[Data shown]

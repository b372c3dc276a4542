//! Pointer gesture state machine for the
//! month grid.
//!
//! One gesture is active at a time. Every
//! gesture ends in a [`GestureOutcome`];
//! releasing the button and leaving the
//! grid both commit whatever candidate was
//! current at that moment. Only
//! [`InteractionController::cancel`]
//! discards a gesture.

use chrono::NaiveDate;
use tracing::debug;

use crate::config::GridMetrics;
use crate::grid::{
  DAYS_PER_WEEK,
  GRID_WEEKS
};
use crate::task::{
  DateRange,
  Task
};

/// `MouseEvent.button` value of the
/// primary button.
pub const PRIMARY_BUTTON: i16 = 0;

#[derive(
  Debug, Clone, Copy, PartialEq, Eq,
)]
pub enum ResizeEdge {
  Left,
  Right
}

/// Pointer position relative to the
/// grid's top-left corner, in pixels.
#[derive(Debug, Clone, Copy, PartialEq)]
pub struct PointerPosition {
  pub x: f64,
  pub y: f64
}

/// Size of the grid element, weekday
/// header included.
#[derive(Debug, Clone, Copy, PartialEq)]
pub struct GridBounds {
  pub width:  f64,
  pub height: f64
}

#[derive(Debug, Clone, PartialEq, Eq)]
pub enum Gesture {
  Idle,
  Selecting {
    anchor:  NaiveDate,
    current: NaiveDate
  },
  Moving {
    task_id:   String,
    original:  DateRange,
    candidate: Option<DateRange>
  },
  Resizing {
    task_id: String,
    edge:    ResizeEdge,
    range:   DateRange
  }
}

#[derive(Debug, Clone, PartialEq, Eq)]
pub enum GestureOutcome {
  /// Nothing to act on.
  None,
  /// Open the create form over `range`.
  SelectionComplete(DateRange),
  Moved {
    task_id:   String,
    new_start: NaiveDate
  },
  MoveAbandoned {
    task_id: String
  },
  Resized {
    task_id: String,
    range:   DateRange
  },
  Cancelled
}

/// Maps a pointer position to a cell
/// index in `0..42`. Positions outside
/// the grid clamp to the nearest cell.
#[must_use]
pub fn cell_index_at(
  pos: PointerPosition,
  bounds: GridBounds,
  metrics: &GridMetrics
) -> Option<usize> {
  let body_height = bounds.height
    - metrics.weekday_header_height;
  if bounds.width <= 0.0 || body_height <= 0.0
  {
    return None;
  }

  let cell_width =
    bounds.width / DAYS_PER_WEEK as f64;
  let cell_height =
    body_height / GRID_WEEKS as f64;
  let col = (pos.x / cell_width).floor();
  let row = ((pos.y
    - metrics.weekday_header_height)
    / cell_height)
    .floor();

  let col = col
    .clamp(0.0, (DAYS_PER_WEEK - 1) as f64)
    as usize;
  let row = row
    .clamp(0.0, (GRID_WEEKS - 1) as f64)
    as usize;
  Some(row * DAYS_PER_WEEK + col)
}

#[derive(Debug, Clone, PartialEq)]
pub struct InteractionController {
  days:    Vec<NaiveDate>,
  metrics: GridMetrics,
  gesture: Gesture
}

impl InteractionController {
  #[must_use]
  pub fn new(
    days: Vec<NaiveDate>,
    metrics: GridMetrics
  ) -> Self {
    Self {
      days,
      metrics,
      gesture: Gesture::Idle
    }
  }

  /// Swaps in the dates of a newly shown
  /// month. Any gesture in progress is
  /// dropped.
  pub fn set_days(
    &mut self,
    days: Vec<NaiveDate>
  ) {
    self.days = days;
    self.gesture = Gesture::Idle;
  }

  #[must_use]
  pub fn gesture(&self) -> &Gesture {
    &self.gesture
  }

  #[must_use]
  pub fn is_idle(&self) -> bool {
    self.gesture == Gesture::Idle
  }

  /// Live selection, normalized.
  #[must_use]
  pub fn selection(
    &self
  ) -> Option<DateRange> {
    match &self.gesture {
      | Gesture::Selecting {
        anchor,
        current
      } => {
        Some(DateRange::new(*anchor, *current))
      }
      | _ => None
    }
  }

  /// Candidate range of the task being
  /// dragged or resized, for feedback.
  #[must_use]
  pub fn preview(
    &self
  ) -> Option<(&str, DateRange)> {
    match &self.gesture {
      | Gesture::Moving {
        task_id,
        candidate: Some(range),
        ..
      } => Some((task_id.as_str(), *range)),
      | Gesture::Resizing {
        task_id,
        range,
        ..
      } => Some((task_id.as_str(), *range)),
      | _ => None
    }
  }

  #[must_use]
  pub fn date_at(
    &self,
    pos: PointerPosition,
    bounds: GridBounds
  ) -> Option<NaiveDate> {
    cell_index_at(pos, bounds, &self.metrics)
      .and_then(|idx| self.days.get(idx).copied())
  }

  /// Button press on an empty cell.
  /// Starts a selection when idle and the
  /// primary button was used.
  pub fn press_cell(
    &mut self,
    button: i16,
    date: NaiveDate
  ) -> bool {
    if button != PRIMARY_BUTTON
      || !self.is_idle()
    {
      return false;
    }
    debug!(%date, "selection started");
    self.gesture = Gesture::Selecting {
      anchor:  date,
      current: date
    };
    true
  }

  /// Pointer motion over the grid.
  /// Returns `true` when the visible
  /// state changed.
  pub fn pointer_move(
    &mut self,
    pos: PointerPosition,
    bounds: GridBounds
  ) -> bool {
    let Some(date) = self.date_at(pos, bounds)
    else {
      return false;
    };

    match &mut self.gesture {
      | Gesture::Selecting {
        current, ..
      } => {
        if *current == date {
          return false;
        }
        *current = date;
        true
      }
      | Gesture::Resizing {
        edge,
        range,
        ..
      } => {
        let next = match edge {
          | ResizeEdge::Left
            if date < range.end =>
          {
            DateRange {
              start: date,
              end:   range.end
            }
          }
          | ResizeEdge::Right
            if date > range.start =>
          {
            DateRange {
              start: range.start,
              end:   date
            }
          }
          | _ => return false
        };
        if next == *range {
          return false;
        }
        *range = next;
        true
      }
      | Gesture::Idle
      | Gesture::Moving { .. } => false
    }
  }

  pub fn begin_move(
    &mut self,
    task: &Task
  ) -> bool {
    if !self.is_idle() {
      return false;
    }
    debug!(task_id = %task.id, "move started");
    self.gesture = Gesture::Moving {
      task_id:   task.id.clone(),
      original:  task.range(),
      candidate: None
    };
    true
  }

  /// Drag hovering over `date`, or over
  /// no cell at all.
  pub fn drag_over(
    &mut self,
    date: Option<NaiveDate>
  ) -> bool {
    let Gesture::Moving {
      original,
      candidate,
      ..
    } = &mut self.gesture
    else {
      return false;
    };

    let next = date.map(|start| {
      DateRange {
        start,
        end: crate::grid::add_days(
          start,
          original.day_count() - 1
        )
      }
    });
    if next == *candidate {
      return false;
    }
    *candidate = next;
    true
  }

  /// Ends a move. Dropping on a cell
  /// commits; dropping anywhere else, or
  /// a drag that ends without a drop,
  /// abandons it.
  pub fn drop_on(
    &mut self,
    date: Option<NaiveDate>
  ) -> GestureOutcome {
    let Gesture::Moving { task_id, .. } =
      std::mem::replace(
        &mut self.gesture,
        Gesture::Idle
      )
    else {
      return GestureOutcome::None;
    };

    match date {
      | Some(new_start) => {
        debug!(%task_id, %new_start, "move dropped");
        GestureOutcome::Moved {
          task_id,
          new_start
        }
      }
      | None => {
        debug!(%task_id, "move abandoned");
        GestureOutcome::MoveAbandoned {
          task_id
        }
      }
    }
  }

  pub fn begin_resize(
    &mut self,
    task: &Task,
    edge: ResizeEdge
  ) -> bool {
    if !self.is_idle() {
      return false;
    }
    debug!(task_id = %task.id, ?edge, "resize started");
    self.gesture = Gesture::Resizing {
      task_id: task.id.clone(),
      edge,
      range: task.range()
    };
    true
  }

  /// Button release over the grid.
  /// Selections and resizes commit their
  /// last candidate. A move is left alone;
  /// it is resolved by [`Self::drop_on`].
  pub fn end_gesture(
    &mut self
  ) -> GestureOutcome {
    if matches!(
      self.gesture,
      Gesture::Moving { .. }
    ) {
      return GestureOutcome::None;
    }

    match std::mem::replace(
      &mut self.gesture,
      Gesture::Idle
    ) {
      | Gesture::Selecting {
        anchor,
        current
      } => {
        GestureOutcome::SelectionComplete(
          DateRange::new(anchor, current)
        )
      }
      | Gesture::Resizing {
        task_id,
        range,
        ..
      } => {
        GestureOutcome::Resized {
          task_id,
          range
        }
      }
      | Gesture::Idle
      | Gesture::Moving { .. } => {
        GestureOutcome::None
      }
    }
  }

  /// Pointer left the grid. Treated
  /// exactly like a release.
  pub fn pointer_leave(
    &mut self
  ) -> GestureOutcome {
    self.end_gesture()
  }

  /// Drops the current gesture without
  /// committing anything.
  pub fn cancel(&mut self) -> GestureOutcome {
    if self.is_idle() {
      return GestureOutcome::None;
    }
    debug!(gesture = ?self.gesture, "gesture cancelled");
    self.gesture = Gesture::Idle;
    GestureOutcome::Cancelled
  }
}

#[cfg(test)]
mod tests {
  use chrono::Weekday;

  use super::*;
  use crate::grid::calendar_days;
  use crate::task::Category;

  const BOUNDS: GridBounds = GridBounds {
    width:  700.0,
    height: 756.0
  };

  fn day(d: u32) -> NaiveDate {
    NaiveDate::from_ymd_opt(2024, 8, d)
      .expect("valid date")
  }

  fn controller() -> InteractionController {
    InteractionController::new(
      calendar_days(day(1), Weekday::Sun),
      GridMetrics::default()
    )
  }

  /// Center of the cell at `row`, `col`.
  fn at(
    row: usize,
    col: usize
  ) -> PointerPosition {
    PointerPosition {
      x: col as f64 * 100.0 + 50.0,
      y: 36.0 + row as f64 * 120.0 + 60.0
    }
  }

  fn task(
    start: NaiveDate,
    end: NaiveDate
  ) -> Task {
    Task {
      id: "t".to_string(),
      name: "T".to_string(),
      category: Category::Review.into(),
      start,
      end
    }
  }

  #[test]
  fn hit_test_maps_and_clamps() {
    let metrics = GridMetrics::default();
    assert_eq!(
      cell_index_at(at(0, 0), BOUNDS, &metrics),
      Some(0)
    );
    assert_eq!(
      cell_index_at(at(2, 3), BOUNDS, &metrics),
      Some(17)
    );
    assert_eq!(
      cell_index_at(
        PointerPosition { x: -40.0, y: 5.0 },
        BOUNDS,
        &metrics
      ),
      Some(0)
    );
    assert_eq!(
      cell_index_at(
        PointerPosition {
          x: 9_000.0,
          y: 9_000.0
        },
        BOUNDS,
        &metrics
      ),
      Some(41)
    );
    assert_eq!(
      cell_index_at(
        at(0, 0),
        GridBounds {
          width:  0.0,
          height: 0.0
        },
        &metrics
      ),
      None
    );
  }

  #[test]
  fn selection_creates_normalized_range() {
    let mut controller = controller();
    assert!(controller.press_cell(PRIMARY_BUTTON, day(7)));
    // Aug 8 is row 1, col 4.
    assert!(controller.pointer_move(at(1, 4), BOUNDS));
    assert_eq!(
      controller.selection(),
      Some(DateRange::new(day(7), day(8)))
    );
    assert_eq!(
      controller.end_gesture(),
      GestureOutcome::SelectionComplete(
        DateRange::new(day(7), day(8))
      )
    );
    assert!(controller.is_idle());
  }

  #[test]
  fn backwards_drag_is_normalized() {
    let mut controller = controller();
    controller.press_cell(PRIMARY_BUTTON, day(14));
    // Aug 5 is row 1, col 1.
    controller.pointer_move(at(1, 1), BOUNDS);
    assert_eq!(
      controller.pointer_leave(),
      GestureOutcome::SelectionComplete(
        DateRange::new(day(5), day(14))
      )
    );
  }

  #[test]
  fn secondary_button_does_not_select() {
    let mut controller = controller();
    assert!(!controller.press_cell(2, day(7)));
    assert!(controller.is_idle());
    assert_eq!(
      controller.end_gesture(),
      GestureOutcome::None
    );
  }

  #[test]
  fn move_commits_on_cell_drop() {
    let mut controller = controller();
    let original = task(day(12), day(15));
    assert!(controller.begin_move(&original));
    assert!(controller.drag_over(Some(day(20))));
    assert_eq!(
      controller.preview(),
      Some(("t", DateRange::new(day(20), day(23))))
    );
    // Release events during a drag do not
    // end it.
    assert_eq!(
      controller.end_gesture(),
      GestureOutcome::None
    );
    assert_eq!(
      controller.drop_on(Some(day(20))),
      GestureOutcome::Moved {
        task_id:   "t".to_string(),
        new_start: day(20)
      }
    );
    assert!(controller.is_idle());
  }

  #[test]
  fn move_dropped_outside_is_abandoned() {
    let mut controller = controller();
    controller.begin_move(&task(day(12), day(15)));
    controller.drag_over(Some(day(20)));
    controller.drag_over(None);
    assert_eq!(controller.preview(), None);
    assert_eq!(
      controller.drop_on(None),
      GestureOutcome::MoveAbandoned {
        task_id: "t".to_string()
      }
    );
    assert_eq!(
      controller.drop_on(None),
      GestureOutcome::None
    );
  }

  #[test]
  fn left_resize_stops_before_end() {
    let mut controller = controller();
    controller.begin_resize(
      &task(day(12), day(15)),
      ResizeEdge::Left
    );
    // Aug 10 is row 1, col 6.
    assert!(controller.pointer_move(at(1, 6), BOUNDS));
    // Aug 15 (row 2, col 4) equals the end.
    assert!(!controller.pointer_move(at(2, 4), BOUNDS));
    // Aug 17 is past the end.
    assert!(!controller.pointer_move(at(2, 6), BOUNDS));
    assert_eq!(
      controller.end_gesture(),
      GestureOutcome::Resized {
        task_id: "t".to_string(),
        range:   DateRange::new(day(10), day(15))
      }
    );
  }

  #[test]
  fn right_resize_stops_after_start() {
    let mut controller = controller();
    controller.begin_resize(
      &task(day(12), day(15)),
      ResizeEdge::Right
    );
    // Aug 21 is row 3, col 3.
    controller.pointer_move(at(3, 3), BOUNDS);
    // Aug 12 equals the start; Aug 4 is
    // before it.
    controller.pointer_move(at(2, 1), BOUNDS);
    controller.pointer_move(at(1, 0), BOUNDS);
    assert_eq!(
      controller.pointer_leave(),
      GestureOutcome::Resized {
        task_id: "t".to_string(),
        range:   DateRange::new(day(12), day(21))
      }
    );
  }

  #[test]
  fn resize_never_yields_inverted_range() {
    for edge in [ResizeEdge::Left, ResizeEdge::Right] {
      for row in 0..GRID_WEEKS {
        for col in 0..DAYS_PER_WEEK {
          let mut controller = controller();
          controller
            .begin_resize(&task(day(12), day(12)), edge);
          controller.pointer_move(at(row, col), BOUNDS);
          controller.pointer_move(at(5 - row, 6 - col), BOUNDS);
          match controller.end_gesture() {
            | GestureOutcome::Resized { range, .. } => {
              assert!(range.start <= range.end);
            }
            | other => {
              panic!("unexpected outcome {other:?}")
            }
          }
        }
      }
    }
  }

  #[test]
  fn cancel_discards_without_commit() {
    let mut controller = controller();
    controller.press_cell(PRIMARY_BUTTON, day(3));
    assert_eq!(
      controller.cancel(),
      GestureOutcome::Cancelled
    );
    assert_eq!(
      controller.end_gesture(),
      GestureOutcome::None
    );
    assert_eq!(controller.cancel(), GestureOutcome::None);
  }

  #[test]
  fn only_one_gesture_at_a_time() {
    let mut controller = controller();
    let bar = task(day(12), day(15));
    controller.press_cell(PRIMARY_BUTTON, day(3));
    assert!(!controller.begin_move(&bar));
    assert!(
      !controller.begin_resize(&bar, ResizeEdge::Left)
    );
    assert!(!controller.press_cell(PRIMARY_BUTTON, day(9)));
    assert_eq!(
      controller.selection(),
      Some(DateRange::new(day(3), day(3)))
    );
  }
}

[/Data shown]

§ **Required action**:
Write down again, exactly as given, only the lines above that fall from the line with "let row = row" to the line with "idle and the", inclusive.

§ **Written response**:
  let row = row
    .clamp(0.0, (GRID_WEEKS - 1) as f64)
    as usize;
  Some(row * DAYS_PER_WEEK + col)
}

#[derive(Debug, Clone, PartialEq)]
pub struct InteractionController {
  days:    Vec<NaiveDate>,
  metrics: GridMetrics,
  gesture: Gesture
}

impl InteractionController {
  #[must_use]
  pub fn new(
    days: Vec<NaiveDate>,
    metrics: GridMetrics
  ) -> Self {
    Self {
      days,
      metrics,
      gesture: Gesture::Idle
    }
  }

  /// Swaps in the dates of a newly shown
  /// month. Any gesture in progress is
  /// dropped.
  pub fn set_days(
    &mut self,
    days: Vec<NaiveDate>
  ) {
    self.days = days;
    self.gesture = Gesture::Idle;
  }

  #[must_use]
  pub fn gesture(&self) -> &Gesture {
    &self.gesture
  }

  #[must_use]
  pub fn is_idle(&self) -> bool {
    self.gesture == Gesture::Idle
  }

  /// Live selection, normalized.
  #[must_use]
  pub fn selection(
    &self
  ) -> Option<DateRange> {
    match &self.gesture {
      | Gesture::Selecting {
        anchor,
        current
      } => {
        Some(DateRange::new(*anchor, *current))
      }
      | _ => None
    }
  }

  /// Candidate range of the task being
  /// dragged or resized, for feedback.
  #[must_use]
  pub fn preview(
    &self
  ) -> Option<(&str, DateRange)> {
    match &self.gesture {
      | Gesture::Moving {
        task_id,
        candidate: Some(range),
        ..
      } => Some((task_id.as_str(), *range)),
      | Gesture::Resizing {
        task_id,
        range,
        ..
      } => Some((task_id.as_str(), *range)),
      | _ => None
    }
  }

  #[must_use]
  pub fn date_at(
    &self,
    pos: PointerPosition,
    bounds: GridBounds
  ) -> Option<NaiveDate> {
    cell_index_at(pos, bounds, &self.metrics)
      .and_then(|idx| self.days.get(idx).copied())
  }

  /// Button press on an empty cell.
  /// Starts a selection when idle and the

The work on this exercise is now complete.